You have a “parenting schedule”, are terrible communicators, and you clearly feel victimized by him… and you are still married, why??
Anonymous
Anonymous wrote:
OP here. Kids have anxiety and ADHD.


They will really struggle with shuttling around. Esp when there will be conflict unless you change your side. Anxiety around forgetting something, the executive function challenges other kids don't face, all drain resources that otherwise would go to coping or development. My kids were doing okayish then really struggled with 2 homes. My bipolar ex had a series of affairs and left to be with one so I had no choices about that. You do.

Have you tried working with a coach/psychologist who works with families where everyone is neurodivergent? Otherwise it is a complete waste of your time.

The only person you can change is YOU, OP.

DBT or CBT for you will pay big dividends for your kids.  

You are almost addicted to your focus on DH. You even admit it's unproductive. Change that. You even say a separation was no magic solution. Yet you have not changed your thinking patterns.
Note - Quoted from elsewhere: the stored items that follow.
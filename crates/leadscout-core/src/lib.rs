pub mod app_config;
pub mod command;
mod config;
pub mod record;
pub mod request;

pub use app_config::{AppConfig, Environment};
pub use command::{parse_command, CommandError, COMMAND_SIGIL};
pub use config::{load_app_config, load_app_config_from_env};
pub use record::BusinessRecord;
pub use request::{region_code, EngineId, RequestError, SearchRequest};

use thiserror::Error;

#[derive(Debug, Error)]
pub enum ConfigError {
    #[error("missing required environment variable: {0}")]
    MissingEnvVar(String),

    #[error("invalid value for environment variable {var}: {reason}")]
    InvalidEnvVar { var: String, reason: String },
}
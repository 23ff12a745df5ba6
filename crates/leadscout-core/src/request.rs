//! Search request model: engines, the country table, and validation.

use thiserror::Error;

/// Countries accepted in a search request, mapped to the two-letter region
/// code passed upstream. Lookup is case-insensitive on the country name.
const COUNTRY_TABLE: &[(&str, &str)] = &[
    ("usa", "us"),
    ("uk", "gb"),
    ("australia", "au"),
    ("canada", "ca"),
];

/// Human-readable list of accepted countries, used in error messages.
pub const SUPPORTED_COUNTRIES: &str = "usa, uk, australia, canada";

/// Resolves a country name to its upstream region code.
#[must_use]
pub fn region_code(country: &str) -> Option<&'static str> {
    let lowered = country.to_lowercase();
    COUNTRY_TABLE
        .iter()
        .find(|(name, _)| *name == lowered)
        .map(|(_, code)| *code)
}

/// Upstream search backend selecting both the outbound query shape and the
/// response shape to extract listings from.
#[derive(Debug, Clone, Copy, PartialEq, Eq)]
pub enum EngineId {
    GoogleMaps,
    Google,
    BingMaps,
    AppleMaps,
}

/// Human-readable list of accepted engines, used in error messages.
pub const SUPPORTED_ENGINES: &str = "google_maps, google, bing_maps, apple_maps";

impl EngineId {
    /// Wire identifier sent as the `engine` query parameter.
    #[must_use]
    pub fn as_str(self) -> &'static str {
        match self {
            EngineId::GoogleMaps => "google_maps",
            EngineId::Google => "google",
            EngineId::BingMaps => "bing_maps",
            EngineId::AppleMaps => "apple_maps",
        }
    }

    /// Parses a wire identifier, case-insensitively. Unknown names are `None`.
    #[must_use]
    pub fn parse(s: &str) -> Option<Self> {
        match s.to_lowercase().as_str() {
            "google_maps" => Some(EngineId::GoogleMaps),
            "google" => Some(EngineId::Google),
            "bing_maps" => Some(EngineId::BingMaps),
            "apple_maps" => Some(EngineId::AppleMaps),
            _ => None,
        }
    }

    /// Engine selection for the HTTP path: absent or unrecognized values
    /// fall back to `google_maps`.
    #[must_use]
    pub fn parse_or_default(s: Option<&str>) -> Self {
        s.and_then(Self::parse).unwrap_or_default()
    }

    /// Only the Google engines accept a region/locale filter.
    #[must_use]
    pub fn uses_region(self) -> bool {
        matches!(self, EngineId::GoogleMaps | EngineId::Google)
    }
}

impl Default for EngineId {
    fn default() -> Self {
        EngineId::GoogleMaps
    }
}

impl std::fmt::Display for EngineId {
    fn fmt(&self, f: &mut std::fmt::Formatter<'_>) -> std::fmt::Result {
        f.write_str(self.as_str())
    }
}

#[derive(Debug, Error, PartialEq, Eq)]
pub enum RequestError {
    #[error("keyword is required")]
    MissingKeyword,

    #[error("unsupported country \"{0}\" (expected one of: {SUPPORTED_COUNTRIES})")]
    UnsupportedCountry(String),
}

/// A validated search request. Constructed per inbound request, consumed
/// immediately, never persisted.
#[derive(Debug, Clone, PartialEq, Eq)]
pub struct SearchRequest {
    pub keyword: String,
    /// Empty when the caller supplied no city.
    pub city: String,
    /// Lower-cased key of the country table.
    pub country: String,
    pub engine: EngineId,
}

impl SearchRequest {
    /// Validates and builds a request.
    ///
    /// # Errors
    ///
    /// - [`RequestError::MissingKeyword`] when the keyword is empty after
    ///   trimming.
    /// - [`RequestError::UnsupportedCountry`] when the country is not in the
    ///   country table.
    pub fn new(
        keyword: &str,
        city: &str,
        country: &str,
        engine: EngineId,
    ) -> Result<Self, RequestError> {
        let keyword = keyword.trim();
        if keyword.is_empty() {
            return Err(RequestError::MissingKeyword);
        }

        let country = country.trim().to_lowercase();
        if region_code(&country).is_none() {
            return Err(RequestError::UnsupportedCountry(country));
        }

        Ok(Self {
            keyword: keyword.to_string(),
            city: city.trim().to_string(),
            country,
            engine,
        })
    }

    /// Region code for the validated country. Infallible because `new`
    /// already checked table membership.
    #[must_use]
    pub fn region_code(&self) -> &'static str {
        region_code(&self.country).unwrap_or("us")
    }

    /// Free-text query sent upstream: `"<keyword> in <city>"` when a city
    /// was supplied, otherwise the keyword alone.
    #[must_use]
    pub fn query(&self) -> String {
        if self.city.is_empty() {
            self.keyword.clone()
        } else {
            format!("{} in {}", self.keyword, self.city)
        }
    }
}
//! `POST /search` — JSON delivery of normalized business records.

use axum::{extract::State, Extension, Json};
use serde::{Deserialize, Serialize};

use leadscout_core::{BusinessRecord, EngineId, SearchRequest};
use leadscout_serp::normalize_listing;

use crate::api::{ApiError, AppState};
use crate::middleware::RequestId;

#[derive(Debug, Deserialize)]
pub struct SearchBody {
    #[serde(default)]
    pub keyword: Option<String>,
    #[serde(default)]
    pub country: Option<String>,
    #[serde(default)]
    pub city: Option<String>,
    #[serde(default)]
    pub engine: Option<String>,
}

#[derive(Debug, Serialize)]
pub struct SearchResponse {
    pub businesses: Vec<BusinessRecord>,
}

/// Runs one search and returns the normalized records.
///
/// Validation failures are `400` with a descriptive message; upstream
/// failures are a generic `500` (the upstream detail only reaches the
/// logs). This path never enriches records with scraped emails.
pub async fn search(
    State(state): State<AppState>,
    Extension(req_id): Extension<RequestId>,
    Json(body): Json<SearchBody>,
) -> Result<Json<SearchResponse>, ApiError> {
    let keyword = body.keyword.as_deref().unwrap_or_default();
    if keyword.trim().is_empty() {
        return Err(ApiError::new(
            req_id.0,
            "validation_error",
            "keyword is required",
        ));
    }

    let Some(country) = body.country.as_deref().filter(|c| !c.trim().is_empty()) else {
        return Err(ApiError::new(
            req_id.0,
            "validation_error",
            "country is required",
        ));
    };

    // Absent or unrecognized engines silently fall back to google_maps on
    // this path; only the chat command grammar rejects unknown engines.
    let engine = EngineId::parse_or_default(body.engine.as_deref());

    let request = SearchRequest::new(
        keyword,
        body.city.as_deref().unwrap_or_default(),
        country,
        engine,
    )
    .map_err(|e| ApiError::new(req_id.0.clone(), "validation_error", e.to_string()))?;

    tracing::info!(
        keyword = %request.keyword,
        city = %request.city,
        country = %request.country,
        engine = %request.engine,
        "http search"
    );

    let listings = state.serp.search(&request).await.map_err(|e| {
        tracing::error!(engine = %request.engine, error = %e, "upstream search failed");
        ApiError::new(req_id.0.clone(), "upstream_error", "search failed")
    })?;

    let businesses = listings.iter().map(normalize_listing).collect();
    Ok(Json(SearchResponse { businesses }))
}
OK, I appreciate the input. I also suspect moving around would be really tough on my kids. Which is why I haven’t pulled the escape cord.

What would the focus in DBT/CBT be on?

I do not want to focus on him. However I realized these past few months that without setting firm boundaries the behavior was escalating to the point that he was screaming at me in front of the kids. Just totally unacceptable stuff. Our friends have seen him triggered when he’s at a 1-2 and all commented to me that it was inappropriate and what the heck is going on. So I feel like it’s important to get this behavior in check and not let him ride over boundaries.